Passamos a vida buscando por tribos diferentes, com as quais nos identificamos melhor, desde o grupinho de amigos na escola ou no parquinho, ou na torcida de times, com caras pintadas e vestindo orgulhosamente as camisas do clube, ou dentro da proliferação de igrejas, seguindo esse ou aquele pastor. Muitas vezes, a adesão e dedicação às tribos acaba por provocar comportamentos extremos, que incitam a violência.
No Brasil, vemos isso no futebol, por exemplo, quando o torcedor do outro clube é visto no mínimo com suspeita, e muitas vezes com desprezo. Como fulano pode ter um sistema de valores aceitável se escolhe torcer por outro time?
Ou a polarização extrema nas eleições recentes, seja no Brasil para prefeito ou nos EUA para a presidência. Tribos diferentes, com sistemas de valores diferentes, disputando o poder, o território abstrato da política.

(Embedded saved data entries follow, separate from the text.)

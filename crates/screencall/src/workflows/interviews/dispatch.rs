use std::collections::HashSet;
use std::sync::{Arc, Mutex};

use chrono::{DateTime, Duration, Utc};

use crate::config::InterviewConfig;

use super::domain::{
    AgentId, ApplicationAccepted, CandidateId, Interview, InterviewId, InterviewStatus, RecruiterId,
};
use super::error::InterviewError;
use super::lifecycle::StatusChange;
use super::notify::{publish_terminal, PipelineNotifier};
use super::provider::{AgentInstructions, CallContext, CallGateway, GatewayError};
use super::store::{ChangeOutcome, InterviewStore};

/// Scheduling knobs for new interviews.
#[derive(Debug, Clone, PartialEq, Eq)]
pub struct DispatchSettings {
    pub validity: Duration,
    pub eager_provisioning: bool,
}

impl Default for DispatchSettings {
    fn default() -> Self {
        Self {
            validity: Duration::days(7),
            eager_provisioning: true,
        }
    }
}

impl DispatchSettings {
    pub fn from_config(config: &InterviewConfig) -> Self {
        Self {
            validity: config.validity,
            eager_provisioning: config.eager_provisioning,
        }
    }
}

/// Creates interviews and places their calls.
pub struct DispatchOrchestrator<S> {
    store: Arc<S>,
    gateway: Arc<dyn CallGateway>,
    notifier: Arc<dyn PipelineNotifier>,
    settings: DispatchSettings,
    starting: Mutex<HashSet<InterviewId>>,
}

/// Marks an interview as having a start underway; released on drop.
struct StartClaim<'a> {
    starting: &'a Mutex<HashSet<InterviewId>>,
    id: InterviewId,
}

impl Drop for StartClaim<'_> {
    fn drop(&mut self) {
        let mut starting = self
            .starting
            .lock()
            .unwrap_or_else(|poisoned| poisoned.into_inner());
        starting.remove(&self.id);
    }
}

impl<S> DispatchOrchestrator<S>
where
    S: InterviewStore + 'static,
{
    pub fn new(
        store: Arc<S>,
        gateway: Arc<dyn CallGateway>,
        notifier: Arc<dyn PipelineNotifier>,
        settings: DispatchSettings,
    ) -> Self {
        Self {
            store,
            gateway,
            notifier,
            settings,
            starting: Mutex::new(HashSet::new()),
        }
    }

    /// Create a scheduled interview for an accepted application. Agent provisioning is
    /// attempted up front when enabled; a failure only defers it to `start_interview`.
    pub async fn schedule_interview(
        &self,
        accepted: ApplicationAccepted,
        now: DateTime<Utc>,
    ) -> Result<Interview, InterviewError> {
        if accepted.job_id.0.trim().is_empty() || accepted.candidate_id.0.trim().is_empty() {
            return Err(InterviewError::InvalidInput(
                "job_id and candidate_id are required".to_string(),
            ));
        }
        if accepted.job_context.title.trim().is_empty() {
            return Err(InterviewError::InvalidInput(
                "job_context.title is required".to_string(),
            ));
        }

        let interview = self
            .store
            .insert(Interview::schedule(accepted, now, self.settings.validity))?;
        tracing::info!(
            interview_id = %interview.id,
            expires_at = %interview.expires_at,
            "interview scheduled"
        );

        if !self.settings.eager_provisioning {
            return Ok(interview);
        }

        match self.provision(&interview).await {
            Ok(agent_id) => {
                let agent_id = self.store.attach_agent(&interview.id, agent_id)?;
                Ok(Interview {
                    agent_id: Some(agent_id),
                    ..interview
                })
            }
            Err(err) => {
                tracing::warn!(
                    interview_id = %interview.id,
                    error = %err,
                    "eager agent provisioning failed, deferring to start"
                );
                Ok(interview)
            }
        }
    }

    /// Place the screening call for `id` on behalf of `candidate_id`.
    pub async fn start_interview(
        &self,
        id: &InterviewId,
        candidate_id: &CandidateId,
        phone_number: &str,
        now: DateTime<Utc>,
    ) -> Result<Interview, InterviewError> {
        // Held until the call is recorded or the start fails.
        let _claim = self.claim_start(id)?;

        let interview = self
            .store
            .fetch(id)?
            .ok_or_else(|| InterviewError::interview_not_found(id))?;

        if &interview.candidate_id != candidate_id {
            return Err(InterviewError::Unauthorized(format!(
                "interview {id} belongs to another candidate"
            )));
        }
        if interview.status != InterviewStatus::Scheduled {
            return Err(InterviewError::conflict(id, interview.status));
        }
        if interview.is_past_expiry(now) {
            return Err(self.expire_on_start(&interview, now)?);
        }

        let phone_number = normalize_phone(phone_number)?;

        let agent_id = match interview.agent_id.clone() {
            Some(agent_id) => agent_id,
            None => {
                let provisioned = self.provision(&interview).await.map_err(|source| {
                    InterviewError::DependencyFailure {
                        operation: "agent provisioning",
                        source,
                    }
                })?;
                self.store.attach_agent(id, provisioned)?
            }
        };

        let context = CallContext::for_interview(&interview);
        let call_id = self
            .gateway
            .dispatch_call(&agent_id, &phone_number, &context)
            .await
            .map_err(|source| {
                tracing::warn!(interview_id = %id, error = %source, "call dispatch failed");
                InterviewError::DependencyFailure {
                    operation: "call dispatch",
                    source,
                }
            })?;

        let change = StatusChange::Start {
            call_id: call_id.clone(),
            started_at: now,
        };
        match self.store.apply(id, change)? {
            ChangeOutcome::Applied(started) => {
                tracing::info!(
                    interview_id = %id,
                    call_id = %call_id,
                    attempt = started.attempt_count,
                    "interview call dispatched"
                );
                Ok(started)
            }
            ChangeOutcome::Rejected { current, .. } => {
                tracing::warn!(
                    interview_id = %id,
                    call_id = %call_id,
                    status = %current.status,
                    "call dispatched but interview changed status meanwhile"
                );
                Err(InterviewError::conflict(id, current.status))
            }
        }
    }

    /// Cancel a live interview on behalf of the recruiter who owns it.
    pub fn cancel_interview(
        &self,
        id: &InterviewId,
        recruiter_id: &RecruiterId,
        now: DateTime<Utc>,
    ) -> Result<Interview, InterviewError> {
        let interview = self
            .store
            .fetch(id)?
            .ok_or_else(|| InterviewError::interview_not_found(id))?;

        if &interview.recruiter_id != recruiter_id {
            return Err(InterviewError::Unauthorized(format!(
                "interview {id} belongs to another recruiter"
            )));
        }

        match self.store.apply(id, StatusChange::Cancel { at: now })? {
            ChangeOutcome::Applied(cancelled) => {
                tracing::info!(interview_id = %id, previous = %interview.status, "interview cancelled");
                publish_terminal(self.notifier.as_ref(), &cancelled);
                Ok(cancelled)
            }
            ChangeOutcome::Rejected { current, .. } => {
                Err(InterviewError::conflict(id, current.status))
            }
        }
    }

    fn claim_start(&self, id: &InterviewId) -> Result<StartClaim<'_>, InterviewError> {
        let mut starting = self
            .starting
            .lock()
            .unwrap_or_else(|poisoned| poisoned.into_inner());
        if !starting.insert(id.clone()) {
            tracing::warn!(interview_id = %id, "start rejected, another start is in progress");
            return Err(InterviewError::StartPending(id.clone()));
        }
        Ok(StartClaim {
            starting: &self.starting,
            id: id.clone(),
        })
    }

    async fn provision(&self, interview: &Interview) -> Result<AgentId, GatewayError> {
        let instructions =
            AgentInstructions::for_interview(&interview.job_context, interview.cv_summary.as_deref());
        let agent_id = self.gateway.create_agent(&instructions).await?;
        tracing::debug!(interview_id = %interview.id, agent_id = %agent_id.0, "agent provisioned");
        Ok(agent_id)
    }

    fn expire_on_start(
        &self,
        interview: &Interview,
        now: DateTime<Utc>,
    ) -> Result<InterviewError, InterviewError> {
        let change = StatusChange::Expire {
            at: now,
            from: interview.status,
        };
        let status = match self.store.apply(&interview.id, change)? {
            ChangeOutcome::Applied(expired) => {
                tracing::info!(interview_id = %expired.id, "start requested after expiry, interview expired");
                publish_terminal(self.notifier.as_ref(), &expired);
                expired.status
            }
            ChangeOutcome::Rejected { current, .. } => current.status,
        };
        Ok(InterviewError::conflict(&interview.id, status))
    }
}

/// Normalize a phone number to E.164: a leading `+` (or `00`) followed by 8 to 15 digits.
/// Spaces, dashes, dots and parentheses are ignored.
pub fn normalize_phone(raw: &str) -> Result<String, InterviewError> {
    let compact: String = raw
        .trim()
        .chars()
        .filter(|c| !matches!(c, ' ' | '-' | '.' | '(' | ')'))
        .collect();

    let digits = if let Some(rest) = compact.strip_prefix('+') {
        rest
    } else if let Some(rest) = compact.strip_prefix("00") {
        rest
    } else {
        return Err(InterviewError::InvalidInput(
            "phone number must include a country code".to_string(),
        ));
    };

    let valid = (8..=15).contains(&digits.len())
        && digits.chars().all(|c| c.is_ascii_digit())
        && !digits.starts_with('0');
    if !valid {
        return Err(InterviewError::InvalidInput(format!(
            "'{}' is not a valid international phone number",
            raw.trim()
        )));
    }

    Ok(format!("+{digits}"))
}
//! Transcript analysis: vendor-backed scoring with a neutral fallback, plus deterministic
//! question extraction.

mod http;
mod questions;

pub use http::HttpTranscriptAnalyzer;
pub use questions::extract_from_transcript;

use std::time::Duration;

use async_trait::async_trait;

use super::domain::{AnalysisSource, CallAnalysis, JobContext};

/// Input handed to the analyzer. Owned so implementations can move it across tasks.
#[derive(Debug, Clone, PartialEq, Eq)]
pub struct AnalysisRequest {
    pub transcript: String,
    pub job: JobContext,
    pub candidate_label: String,
}

/// External transcript scoring capability. Implementations must not touch interview state.
#[async_trait]
pub trait TranscriptAnalyzer: Send + Sync {
    async fn analyze(&self, request: &AnalysisRequest) -> Result<CallAnalysis, AnalyzerError>;
}

#[derive(Debug, thiserror::Error)]
pub enum AnalyzerError {
    #[error("analysis timed out")]
    Timeout,
    #[error("analysis quota exhausted")]
    Quota,
    #[error("analyzer error (status {status}): {message}")]
    Api { status: u16, message: String },
    #[error("malformed analysis: {0}")]
    Malformed(String),
    #[error("network error: {0}")]
    Network(#[from] reqwest::Error),
}

/// Run the analyzer under `timeout`, substituting the neutral fallback on any failure.
pub async fn analyze_or_fallback(
    analyzer: &dyn TranscriptAnalyzer,
    request: &AnalysisRequest,
    timeout: Duration,
) -> (CallAnalysis, AnalysisSource) {
    let outcome = match tokio::time::timeout(timeout, analyzer.analyze(request)).await {
        Ok(result) => result,
        Err(_) => Err(AnalyzerError::Timeout),
    };

    match outcome {
        Ok(analysis) => (sanitize(analysis), AnalysisSource::Analyzer),
        Err(err) => {
            tracing::warn!(
                candidate = %request.candidate_label,
                error = %err,
                "transcript analysis failed, using neutral fallback"
            );
            (CallAnalysis::neutral_fallback(), AnalysisSource::AnalyzerFallback)
        }
    }
}

fn sanitize(mut analysis: CallAnalysis) -> CallAnalysis {
    for score in [
        &mut analysis.technical_score,
        &mut analysis.communication_score,
        &mut analysis.confidence_score,
        &mut analysis.overall_score,
    ] {
        *score = (*score).min(100);
    }
    analysis
}

/// Mean of the available scores, rounded. `None` when no score is present.
pub fn average_score(scores: &[Option<u8>]) -> Option<u8> {
    let present: Vec<u32> = scores.iter().flatten().map(|score| u32::from(*score)).collect();
    if present.is_empty() {
        return None;
    }
    let total: u32 = present.iter().sum();
    let count = present.len() as u32;
    Some(((total + count / 2) / count).min(100) as u8)
}
use std::collections::{HashMap, HashSet};
use std::sync::{Arc, Mutex, PoisonError};
use std::time::Duration as StdDuration;

use chrono::{DateTime, Duration, Utc};
use futures::stream::{self, StreamExt};
use serde::Serialize;

use super::completion::{Completion, CompletionService};
use super::payload::{CallOutcome, CallWebhook};
use crate::config::ReconciliationConfig;
use crate::workflows::interviews::domain::{
    CallId, CompletionTrigger, Interview, InterviewId, InterviewStatus, InterviewView,
};
use crate::workflows::interviews::error::InterviewError;
use crate::workflows::interviews::provider::{
    CallGateway, CallStatusReport, GatewayError, ProviderReport,
};
use crate::workflows::interviews::store::InterviewStore;

const STALENESS_NOTE: &str =
    "The call provider stopped responding; the interview was closed without call data.";
const HARD_CEILING_NOTE: &str =
    "The interview exceeded the maximum in-flight time and was closed automatically.";
const SWEEP_NOTE: &str =
    "The interview was still open at the staleness sweep and was closed automatically.";

/// Time limits and worker bounds applied by the poll and the sweep.
#[derive(Debug, Clone, PartialEq, Eq)]
pub struct ReconcilePolicy {
    pub staleness: Duration,
    pub expiry_ceiling: Duration,
    pub hard_ceiling: Duration,
    pub failure_threshold: u32,
    pub sweep_after: Duration,
    pub concurrency: usize,
    pub gateway_timeout: StdDuration,
}

impl Default for ReconcilePolicy {
    fn default() -> Self {
        Self {
            staleness: Duration::minutes(15),
            expiry_ceiling: Duration::hours(1),
            hard_ceiling: Duration::hours(24),
            failure_threshold: 3,
            sweep_after: Duration::hours(3),
            concurrency: 4,
            gateway_timeout: StdDuration::from_secs(15),
        }
    }
}

impl ReconcilePolicy {
    pub fn from_config(config: &ReconciliationConfig, gateway_timeout: StdDuration) -> Self {
        Self {
            staleness: config.staleness,
            expiry_ceiling: config.expiry_ceiling,
            hard_ceiling: config.hard_ceiling,
            failure_threshold: config.failure_threshold.max(1),
            sweep_after: config.sweep_after,
            concurrency: config.concurrency.max(1),
            gateway_timeout,
        }
    }
}

/// Per-interview record of how the provider has been answering status queries.
#[derive(Debug, Clone, Default, PartialEq, Eq)]
struct CallHealth {
    consecutive_failures: u32,
    last_status: Option<String>,
    last_error: Option<String>,
    last_checked: Option<DateTime<Utc>>,
}

/// Decision taken for one in-progress interview during a poll evaluation.
#[derive(Debug, Clone, Copy, PartialEq, Eq, Serialize)]
#[serde(rename_all = "snake_case")]
pub enum PollAction {
    Completed,
    Synthesized,
    ForcedTimeout,
    Expired,
    Waiting,
    AlreadyTerminal,
}

#[derive(Debug, Clone, Default, PartialEq, Eq, Serialize)]
pub struct PollReport {
    pub examined: usize,
    pub completed: usize,
    pub synthesized: usize,
    pub forced: usize,
    pub expired_in_flight: usize,
    pub expired_scheduled: usize,
    pub waiting: usize,
    pub errors: usize,
}

impl PollReport {
    fn record(&mut self, action: PollAction) {
        match action {
            PollAction::Completed => self.completed += 1,
            PollAction::Synthesized => self.synthesized += 1,
            PollAction::ForcedTimeout => self.forced += 1,
            PollAction::Expired => self.expired_in_flight += 1,
            PollAction::Waiting | PollAction::AlreadyTerminal => self.waiting += 1,
        }
    }
}

#[derive(Debug, Clone, Default, PartialEq, Eq, Serialize)]
pub struct SweepReport {
    pub examined: usize,
    pub recovered: usize,
    pub forced: usize,
    pub errors: usize,
}

/// Result of a manual reconcile of one interview.
#[derive(Debug, Clone, Serialize)]
pub struct ReconcileReport {
    pub action: PollAction,
    pub interview: InterviewView,
}

/// Operator view of one in-flight interview.
#[derive(Debug, Clone, Serialize)]
pub struct InFlightView {
    pub interview_id: InterviewId,
    pub call_id: Option<String>,
    pub started_at: Option<DateTime<Utc>>,
    pub elapsed_minutes: i64,
    pub attempt_count: u32,
    pub consecutive_failures: u32,
    pub last_gateway_status: Option<String>,
    pub last_error: Option<String>,
    pub last_checked: Option<DateTime<Utc>>,
    pub suggestion: String,
}

/// Drives interviews from `in_progress` to a terminal status from three directions: webhooks,
/// the periodic poll and the staleness sweep.
pub struct ReconciliationEngine<S> {
    store: Arc<S>,
    gateway: Arc<dyn CallGateway>,
    completion: CompletionService<S>,
    policy: ReconcilePolicy,
    health: Mutex<HashMap<InterviewId, CallHealth>>,
}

O tribalismo é inseparável da dinâmica social. Seria ingênuo imaginar que podemos escapar dele. Precisamos dessa adesão; adoramos nossas tribos; criticamos, ou mesmo odiamos, outras. No entanto, o que leva ao comportamento tribal extremo é algo diverso. Esse tipo de comportamento destrutivo vem de um senso radicalizado de pertencimento, de uma adesão cega a um objetivo central que impede a percepção do outro.
O comportamento extremo olha apenas para si mesmo. Intolerante, não tem espaço para crescer, para olhar e aprender com o que existe fora. Pelo contrário, o que existe fora é imediatamente taxado como sendo uma ameaça à sobrevivência do grupo, não muito diferente das tribos de caçadores-coletores que disputavam territórios 20 ou 30 mil anos atrás.
A necessidade de pertencimento se sobrepõe a qualquer possibilidade de abertura, a qualquer outro sistema de valores. No tribalismo extremo, a devoção à causa está até mesmo acima do direito à vida, o sacrifício do indivíduo, como nas formigas, visto como bem comum. Os líderes se alimentam da devoção de seus discípulos, enquanto os discípulos se alimentam da devoção de seu líder e da causa que ele ou ela representa.
Após milênios de civilização agrária, continuamos moralmente nas cavernas, muitos de nós cegos pelo tribalismo radical. O budismo, uma tribo decididamente não-radical, prega o desapego como caminho para a paz pessoal, insistindo que a fonte de nossas ansiedades é o nosso apego extremo a valores, a bens, a pessoas. Essa é uma lição decididamente difícil de ser digerida, atabalhoados que somos numa vida corrida, cheia de compromissos e relações. Por outro lado, se redirecionarmos esse convite ao desapego a uma abertura ao outro, a outros valores, não apenas como tolerância, mas como uma curiosidade de se aprender com outras visões de mundo, criamos a oportunidade de ao menos iniciar o processo de cura.
Podemos nos comprometer a objetivos sem radicalizá-los, podemos nos afiliar a grupos sem demonizar outros. Podemos seguir sistemas de valores sem a exclusão daqueles que preferem seguir outros. Corinthians ou Flamengo,  jogamos todos no mesmo campo.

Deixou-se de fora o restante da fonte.